For millennia, humans and viruses have been locked in an evolutionary back-and-forth — one changes to outsmart the other, prompting the second to change and outsmart the first. With retroviruses, which work by inserting themselves into their host’s DNA, the evidence remains in our genes. Last year, researchers at Rockefeller University and the Aaron Diamond AIDS Research Center brought an ancient retrovirus back to life and showed it could reproduce and infect human cells. Now, the same scientists have looked at the human side of the story and found evidence that our ancestors fought back against that virus with a defense mechanism our bodies still use today.
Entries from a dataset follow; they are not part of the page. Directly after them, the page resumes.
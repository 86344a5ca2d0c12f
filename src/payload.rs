//! Message payload normalization
//!
//! Turns the provider's recursive part tree into a flat [`CanonicalMessage`]:
//! first-wins header map, best-effort plain text body and attachment
//! descriptors. Missing optional fields never fail normalization; only a part
//! tree deeper than [`MAX_PART_DEPTH`] is rejected as malformed.

use std::collections::BTreeMap;

use base64::Engine;
use base64::alphabet;
use base64::engine::{DecodePaddingMode, GeneralPurpose, GeneralPurposeConfig};
use chrono::DateTime;
use serde::Deserialize;
use tracing::warn;

use crate::errors::{AppError, AppResult};

/// Deepest part nesting accepted before the payload is treated as malformed
pub const MAX_PART_DEPTH: usize = 64;

/// Display default for a missing `Subject` header
pub const NO_SUBJECT: &str = "(No Subject)";
/// Display default for other missing headers
pub const UNKNOWN: &str = "Unknown";
/// Media type assumed for parts that do not declare one
const DEFAULT_MIME_TYPE: &str = "application/octet-stream";

/// Base64url decoder that accepts padded and unpadded input
const URL_SAFE_LENIENT: GeneralPurpose = GeneralPurpose::new(
    &alphabet::URL_SAFE,
    GeneralPurposeConfig::new().with_decode_padding_mode(DecodePaddingMode::Indifferent),
);

/// Message as returned by `users.messages.get` (format `full`)
#[derive(Debug, Clone, Default, Deserialize)]
#[serde(rename_all = "camelCase")]
pub struct RawMessage {
    pub id: String,
    pub thread_id: Option<String>,
    #[serde(default)]
    pub label_ids: Vec<String>,
    pub snippet: Option<String>,
    pub payload: Option<MessagePart>,
    pub internal_date: Option<EpochMillis>,
}

/// One node of the MIME part tree
#[derive(Debug, Clone, Default, Deserialize)]
#[serde(rename_all = "camelCase")]
pub struct MessagePart {
    pub mime_type: Option<String>,
    pub filename: Option<String>,
    #[serde(default)]
    pub headers: Vec<Header>,
    pub body: Option<PartBody>,
    #[serde(default)]
    pub parts: Vec<MessagePart>,
}

/// Raw header pair in provider order
#[derive(Debug, Clone, Deserialize)]
pub struct Header {
    pub name: String,
    pub value: String,
}

/// Inline body data or a reference to separately stored attachment data
#[derive(Debug, Clone, Default, Deserialize)]
#[serde(rename_all = "camelCase")]
pub struct PartBody {
    pub attachment_id: Option<String>,
    #[serde(default)]
    pub size: u64,
    pub data: Option<String>,
}

/// `internalDate` arrives as a decimal string, but tolerate a bare number
#[derive(Debug, Clone, Deserialize)]
#[serde(untagged)]
pub enum EpochMillis {
    Text(String),
    Number(i64),
}

impl EpochMillis {
    fn as_millis(&self) -> Option<i64> {
        match self {
            Self::Text(s) => s.trim().parse().ok(),
            Self::Number(n) => Some(*n),
        }
    }
}

/// Attachment metadata discovered in the part tree
#[derive(Debug, Clone, PartialEq, Eq)]
pub struct AttachmentDescriptor {
    pub filename: String,
    pub mime_type: String,
    pub size_bytes: u64,
    /// Needed to fetch the content; absent when the provider inlined the data
    pub attachment_id: Option<String>,
}

/// Normalized, provider-agnostic view of one message
#[derive(Debug, Clone, Default)]
pub struct CanonicalMessage {
    pub id: String,
    pub thread_id: Option<String>,
    pub headers: BTreeMap<String, String>,
    pub labels: Vec<String>,
    pub snippet: String,
    pub body_text: String,
    pub attachments: Vec<AttachmentDescriptor>,
    pub timestamp_ms: Option<i64>,
}

impl CanonicalMessage {
    /// Exact, case-sensitive header lookup; empty values count as absent
    pub fn header(&self, name: &str) -> Option<&str> {
        self.headers
            .get(name)
            .map(String::as_str)
            .filter(|v| !v.trim().is_empty())
    }

    pub fn subject(&self) -> &str {
        self.header("Subject").unwrap_or(NO_SUBJECT)
    }

    pub fn from(&self) -> &str {
        self.header("From").unwrap_or(UNKNOWN)
    }

    pub fn to(&self) -> &str {
        self.header("To").unwrap_or(UNKNOWN)
    }

    pub fn cc(&self) -> Option<&str> {
        self.header("Cc")
    }

    pub fn date(&self) -> &str {
        self.header("Date").unwrap_or(UNKNOWN)
    }

    /// Provider receive time as `YYYY-MM-DD HH:MM:SS UTC`
    pub fn received(&self) -> String {
        self.timestamp_ms
            .map(format_timestamp)
            .unwrap_or_else(|| UNKNOWN.to_owned())
    }

    pub fn attachment_names(&self) -> Vec<&str> {
        self.attachments.iter().map(|a| a.filename.as_str()).collect()
    }
}

/// Conversation as returned by `users.threads.get`
#[derive(Debug, Clone)]
pub struct Thread {
    pub thread_id: String,
    pub messages: Vec<CanonicalMessage>,
}

/// Normalize a raw provider message
///
/// # Errors
///
/// - `Malformed` if the part tree nests deeper than [`MAX_PART_DEPTH`]
pub fn normalize(raw: RawMessage) -> AppResult<CanonicalMessage> {
    let payload = raw.payload.unwrap_or_default();
    let attachments = discover_attachments(&payload)?;

    let mut headers = BTreeMap::new();
    for header in &payload.headers {
        headers
            .entry(header.name.clone())
            .or_insert_with(|| header.value.clone());
    }

    Ok(CanonicalMessage {
        body_text: extract_body_text(&payload),
        id: raw.id,
        thread_id: raw.thread_id,
        headers,
        labels: raw.label_ids,
        snippet: raw.snippet.unwrap_or_default(),
        attachments,
        timestamp_ms: raw.internal_date.as_ref().and_then(EpochMillis::as_millis),
    })
}

/// Best-effort plain text body
///
/// Looks only at the immediate children for the first `text/plain` part that
/// carries inline data, then falls back to the payload's own inline data.
/// An empty string is a valid result.
pub fn extract_body_text(payload: &MessagePart) -> String {
    let from_child = payload.parts.iter().find_map(|part| {
        (part.mime_type.as_deref() == Some("text/plain"))
            .then(|| inline_data(part))
            .flatten()
    });

    match from_child.or_else(|| inline_data(payload)) {
        Some(data) => match decode_base64url(data) {
            Ok(bytes) => String::from_utf8_lossy(&bytes).into_owned(),
            Err(e) => {
                warn!(error = %e, "undecodable body data; treating body as empty");
                String::new()
            }
        },
        None => String::new(),
    }
}

fn inline_data(part: &MessagePart) -> Option<&str> {
    part.body
        .as_ref()
        .and_then(|b| b.data.as_deref())
        .filter(|d| !d.is_empty())
}

/// Collect every part below the payload root with a non-empty filename, in
/// pre-order
///
/// The root's direct children are depth 1. Uses an explicit stack so adversarial nesting cannot exhaust the call
/// stack.
///
/// # Errors
///
/// - `Malformed` if any part sits deeper than [`MAX_PART_DEPTH`]
pub fn discover_attachments(root: &MessagePart) -> AppResult<Vec<AttachmentDescriptor>> {
    let mut found = Vec::new();
    let mut stack: Vec<(&MessagePart, usize)> =
        root.parts.iter().rev().map(|child| (child, 1)).collect();

    while let Some((part, depth)) = stack.pop() {
        if depth > MAX_PART_DEPTH {
            return Err(AppError::Malformed(format!(
                "message part tree exceeds maximum depth of {MAX_PART_DEPTH}"
            )));
        }

        if let Some(filename) = part.filename.as_deref().filter(|f| !f.is_empty()) {
            let body = part.body.as_ref();
            found.push(AttachmentDescriptor {
                filename: filename.to_owned(),
                mime_type: part
                    .mime_type
                    .clone()
                    .unwrap_or_else(|| DEFAULT_MIME_TYPE.to_owned()),
                size_bytes: body.map_or(0, |b| b.size),
                attachment_id: body.and_then(|b| b.attachment_id.clone()),
            });
        }

        // reversed so the first child is popped next
        for child in part.parts.iter().rev() {
            stack.push((child, depth + 1));
        }
    }

    Ok(found)
}

/// Decode base64url data, padded or not
///
/// # Errors
///
/// - `Malformed` if the data is not valid base64url
pub fn decode_base64url(data: &str) -> AppResult<Vec<u8>> {
    let compact: String = data.chars().filter(|c| !c.is_ascii_whitespace()).collect();
    URL_SAFE_LENIENT
        .decode(compact.as_bytes())
        .map_err(|e| AppError::Malformed(format!("invalid base64url data: {e}")))
}

/// Render epoch milliseconds as a UTC display string
pub fn format_timestamp(millis: i64) -> String {
    DateTime::from_timestamp_millis(millis)
        .map(|dt| dt.format("%Y-%m-%d %H:%M:%S UTC").to_string())
        .unwrap_or_else(|| UNKNOWN.to_owned())
}


#[cfg(test)]
mod tests {
    use serde_json::json;

    use super::fixtures::{b64, message_json};
    use super::{
        MAX_PART_DEPTH, MessagePart, NO_SUBJECT, RawMessage, decode_base64url,
        discover_attachments, extract_body_text, format_timestamp, normalize,
    };

    fn parse(value: serde_json::Value) -> RawMessage {
        serde_json::from_value(value).expect("valid raw message")
    }

    #[test]
    fn normalizes_full_message() {
        let msg = normalize(parse(message_json("m1", Some("Hello"), "Body text"))).expect("ok");
        assert_eq!(msg.id, "m1");
        assert_eq!(msg.thread_id.as_deref(), Some("t-m1"));
        assert_eq!(msg.subject(), "Hello");
        assert_eq!(msg.from(), "Alice <alice@example.com>");
        assert_eq!(msg.body_text, "Body text");
        assert_eq!(msg.labels, vec!["INBOX", "UNREAD"]);
        assert_eq!(msg.received(), "2024-01-01 10:00:00 UTC");
        assert_eq!(msg.attachment_names(), vec!["report.pdf"]);
        assert_eq!(msg.attachments[0].attachment_id.as_deref(), Some("ANGjdJ8"));
    }

    #[test]
    fn child_plain_text_wins_over_top_level_data() {
        let payload: MessagePart = serde_json::from_value(json!({
            "mimeType": "multipart/alternative",
            "body": {"data": b64("top level")},
            "parts": [
                {"mimeType": "text/html", "body": {"data": b64("<p>html</p>")}},
                {"mimeType": "text/plain", "body": {"data": b64("from child")}}
            ]
        }))
        .expect("valid part");
        assert_eq!(extract_body_text(&payload), "from child");
    }

    #[test]
    fn skips_plain_part_without_data() {
        let payload: MessagePart = serde_json::from_value(json!({
            "parts": [
                {"mimeType": "text/plain", "body": {"size": 0}},
                {"mimeType": "text/plain", "body": {"data": b64("second")}}
            ]
        }))
        .expect("valid part");
        assert_eq!(extract_body_text(&payload), "second");
    }

    #[test]
    fn falls_back_to_top_level_then_empty() {
        let single: MessagePart =
            serde_json::from_value(json!({"mimeType": "text/plain", "body": {"data": b64("solo")}}))
                .expect("valid part");
        assert_eq!(extract_body_text(&single), "solo");

        let nested_only: MessagePart = serde_json::from_value(json!({
            "parts": [{"mimeType": "multipart/alternative", "parts": [
                {"mimeType": "text/plain", "body": {"data": b64("too deep")}}
            ]}]
        }))
        .expect("valid part");
        assert_eq!(extract_body_text(&nested_only), "");
    }

    #[test]
    fn invalid_utf8_is_replaced_not_rejected() {
        let data = base64::Engine::encode(
            &base64::engine::general_purpose::URL_SAFE_NO_PAD,
            [b'o', b'k', 0xff, b'!'],
        );
        let payload: MessagePart =
            serde_json::from_value(json!({"body": {"data": data}})).expect("valid part");
        assert_eq!(extract_body_text(&payload), "ok\u{fffd}!");
    }

    #[test]
    fn discovers_attachments_at_every_depth_in_pre_order() {
        let root: MessagePart = serde_json::from_value(json!({
            "parts": [
                {"filename": "depth1.txt", "mimeType": "text/plain", "body": {"size": 1, "attachmentId": "a1"}},
                {"mimeType": "multipart/mixed", "parts": [
                    {"filename": "depth2.pdf", "mimeType": "application/pdf", "body": {"size": 2, "attachmentId": "a2"}},
                    {"mimeType": "multipart/related", "parts": [
                        {"filename": "depth3.png", "mimeType": "image/png", "body": {"size": 3, "attachmentId": "a3"}}
                    ]}
                ]},
                {"filename": "", "mimeType": "text/html", "body": {"size": 4}}
            ]
        }))
        .expect("valid part");

        let found = discover_attachments(&root).expect("ok");
        let names: Vec<_> = found.iter().map(|a| a.filename.as_str()).collect();
        assert_eq!(names, vec!["depth1.txt", "depth2.pdf", "depth3.png"]);
        assert_eq!(found[2].size_bytes, 3);
        assert_eq!(found[2].mime_type, "image/png");
    }

    #[test]
    fn filenamed_root_payload_is_not_an_attachment() {
        let msg = normalize(parse(json!({
            "id": "m1",
            "payload": {
                "mimeType": "application/pdf",
                "filename": "whole.pdf",
                "body": {"attachmentId": "A1", "size": 10}
            }
        })))
        .expect("ok");
        assert!(msg.attachments.is_empty());
        assert!(msg.attachment_names().is_empty());
    }

    #[test]
    fn rejects_pathologically_deep_trees() {
        let mut part = MessagePart {
            filename: Some("leaf.bin".to_owned()),
            ..MessagePart::default()
        };
        for _ in 0..=MAX_PART_DEPTH {
            part = MessagePart {
                parts: vec![part],
                ..MessagePart::default()
            };
        }
        let err = discover_attachments(&part).expect_err("must fail");
        assert_eq!(err.code(), "malformed_payload");
    }

    #[test]
    fn accepts_tree_at_depth_limit() {
        let mut part = MessagePart::default();
        for _ in 0..MAX_PART_DEPTH {
            part = MessagePart {
                parts: vec![part],
                ..MessagePart::default()
            };
        }
        assert!(discover_attachments(&part).expect("ok").is_empty());
    }

    #[test]
    fn missing_fields_use_display_defaults() {
        let msg = normalize(parse(json!({"id": "bare"}))).expect("ok");
        assert_eq!(msg.subject(), NO_SUBJECT);
        assert_eq!(msg.from(), "Unknown");
        assert_eq!(msg.date(), "Unknown");
        assert_eq!(msg.received(), "Unknown");
        assert_eq!(msg.body_text, "");
        assert!(msg.cc().is_none());
    }

    #[test]
    fn duplicate_headers_keep_first_occurrence() {
        let msg = normalize(parse(json!({
            "id": "dup",
            "payload": {"headers": [
                {"name": "Subject", "value": "first"},
                {"name": "Subject", "value": "second"},
                {"name": "subject", "value": "lowercase"}
            ]}
        })))
        .expect("ok");
        assert_eq!(msg.subject(), "first");
        assert_eq!(msg.header("subject"), Some("lowercase"));
    }

    #[test]
    fn decodes_padded_and_unpadded_base64url() {
        assert_eq!(decode_base64url("aGk_").expect("ok"), b"hi?");
        assert_eq!(decode_base64url("aGk=").expect("ok"), b"hi");
        assert_eq!(decode_base64url("aGk").expect("ok"), b"hi");
        assert!(decode_base64url("***").is_err());
    }

    #[test]
    fn formats_epoch_millis_as_utc() {
        assert_eq!(format_timestamp(0), "1970-01-01 00:00:00 UTC");
        assert_eq!(format_timestamp(i64::MAX), "Unknown");
    }
}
“This is the first time that we’ve been able to take an ancient retrovirus and analyze how it interacts with host defense mechanisms in the laboratory in the present day,” says Paul Bieniasz, who is an associate professor and head of the Laboratory of Retrovirology at Rockefeller and a scientist at the Aaron Diamond AIDS Research Center. Bieniasz and graduate student Youngnam Lee took their resurrected virus, called HERV-K, tested its strength against molecules involved in human antiviral defense and published their results in the Journal of Virology (online ahead of print, June 18).
Bieniasz, who also is an investigator at the Howard Hughes Medical Institute, and Lee found that, at least in the laboratory, human cells infected with HERV-K fought back with several antiviral proteins. One of those proteins, called APOBEC3G, leaves a tell-tale signature behind: It mutates virus DNA in a recognizable pattern and is one our cells use to attack modern retroviruses. “But this is the first time it’s been shown for this ancient retrovirus,” Bieniasz says.
Once the scientists found that modern human cells attacked HERV-K with this molecule, they went back to look at the “fossil evidence,” remnants of the virus that still remain in our genes and that the researchers had previously used to reconstruct it. What emerged were two copies of HERV-K that had clearly been mutated, and thus inactivated, by the APOBEC3G protein. “We’re looking at things that happened millions and millions of years ago,” says Lee. “But these sorts of ancient interactions may have influenced how humans are able to combat these retroviruses today. These proteins help protect us against current retroviruses.” Indeed, HERV-K may well have helped to shape the modern APOBEC3G defense.
The earlier study and this one provide two sides of the evolutionary coin: the infectious agent, and the host defense. “Retroviruses are able to infect us and leave remnants in our DNA, and our DNA also holds evidence of what we’ve done to them in return,” Lee says. “It’s an illustration of the fight between host and virus.”